## EXCERPTED DATA:
--- START ---

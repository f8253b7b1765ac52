//! Service configuration, built from environment variables.

use std::path::PathBuf;

use crate::error::ConfigError;

/// Top-level service configuration.
#[derive(Debug, Clone)]
pub struct AppConfig {
    /// Address the HTTP server binds to.
    pub bind_addr: String,
    /// Path to the SQLite database file.
    pub db_path: PathBuf,
    /// Optional landing page HTML file served at `/`.
    pub landing_page: PathBuf,
}

impl AppConfig {
    /// Build config from environment variables, with defaults for everything.
    pub fn from_env() -> Result<Self, ConfigError> {
        let host = std::env::var("LEAD_HOST").unwrap_or_else(|_| "0.0.0.0".to_string());

        let port: u16 = match std::env::var("LEAD_PORT") {
            Ok(raw) => raw.parse().map_err(|_| ConfigError::InvalidValue {
                key: "LEAD_PORT".into(),
                message: format!("not a valid port number: {raw}"),
            })?,
            Err(_) => 8000,
        };

        let db_path = std::env::var("LEAD_DB_PATH")
            .map(PathBuf::from)
            .unwrap_or_else(|_| PathBuf::from("./data/leads.db"));

        let landing_page = std::env::var("LEAD_LANDING_PAGE")
            .map(PathBuf::from)
            .unwrap_or_else(|_| PathBuf::from("./index.html"));

        Ok(Self {
            bind_addr: format!("{host}:{port}"),
            db_path,
            landing_page,
        })
    }
}
//! Route handlers.

use axum::Json;
use axum::extract::State;
use axum::http::StatusCode;
use axum::response::{Html, IntoResponse};
use chrono::Utc;
use tracing::{error, warn};

use crate::pipeline::Submission;
use crate::web::AppState;

/// Built-in landing page served when no HTML file is configured.
const FALLBACK_PAGE: &str = r#"<html>
    <head><title>Instant Lead Response System</title></head>
    <body style="font-family: sans-serif; max-width: 600px; margin: 50px auto;">
        <h1>⚡ Instant Lead Response System</h1>
        <p>API is running. Add a landing page file for the full form.</p>
        <p><a href="/stats">View Stats</a></p>
        <p><small>Rule-based classification - no API costs!</small></p>
    </body>
</html>
"#;

/// POST /submit-lead
///
/// Validates the submission at the boundary, then runs the pipeline.
/// Invalid fields → 422 before anything is persisted; pipeline failure → 500.
pub async fn submit_lead(
    State(state): State<AppState>,
    Json(submission): Json<Submission>,
) -> impl IntoResponse {
    if let Err(e) = submission.validate() {
        warn!(error = %e, "Rejected invalid submission");
        return (
            StatusCode::UNPROCESSABLE_ENTITY,
            Json(serde_json::json!({"error": e.to_string()})),
        )
            .into_response();
    }

    match state.processor.process(submission).await {
        Ok(outcome) => Json(outcome).into_response(),
        Err(e) => {
            error!(error = %e, "Failed to process lead");
            (
                StatusCode::INTERNAL_SERVER_ERROR,
                Json(serde_json::json!({"error": e.to_string()})),
            )
                .into_response()
        }
    }
}

/// GET /stats
pub async fn stats(State(state): State<AppState>) -> impl IntoResponse {
    match state.store.stats().await {
        Ok(stats) => Json(stats).into_response(),
        Err(e) => {
            error!(error = %e, "Failed to compute stats");
            (
                StatusCode::INTERNAL_SERVER_ERROR,
                Json(serde_json::json!({"error": e.to_string()})),
            )
                .into_response()
        }
    }
}

/// GET /health
pub async fn health() -> impl IntoResponse {
    Json(serde_json::json!({
        "status": "healthy",
        "version": env!("CARGO_PKG_VERSION"),
        "timestamp": Utc::now().to_rfc3339(),
    }))
}

/// GET /
///
/// Serves the configured landing page file if present, else the fallback.
pub async fn landing(State(state): State<AppState>) -> Html<String> {
    match tokio::fs::read_to_string(&state.landing_page).await {
        Ok(html) => Html(html),
        Err(_) => Html(FALLBACK_PAGE.to_string()),
    }
}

--- END ---

## WHAT THE TASK REQUIRES:
Where does "impl" appear in the listing? Show every line that has it.

## REPLY TO THE TASK:
impl AppConfig {
) -> impl IntoResponse {
pub async fn stats(State(state): State<AppState>) -> impl IntoResponse {
pub async fn health() -> impl IntoResponse {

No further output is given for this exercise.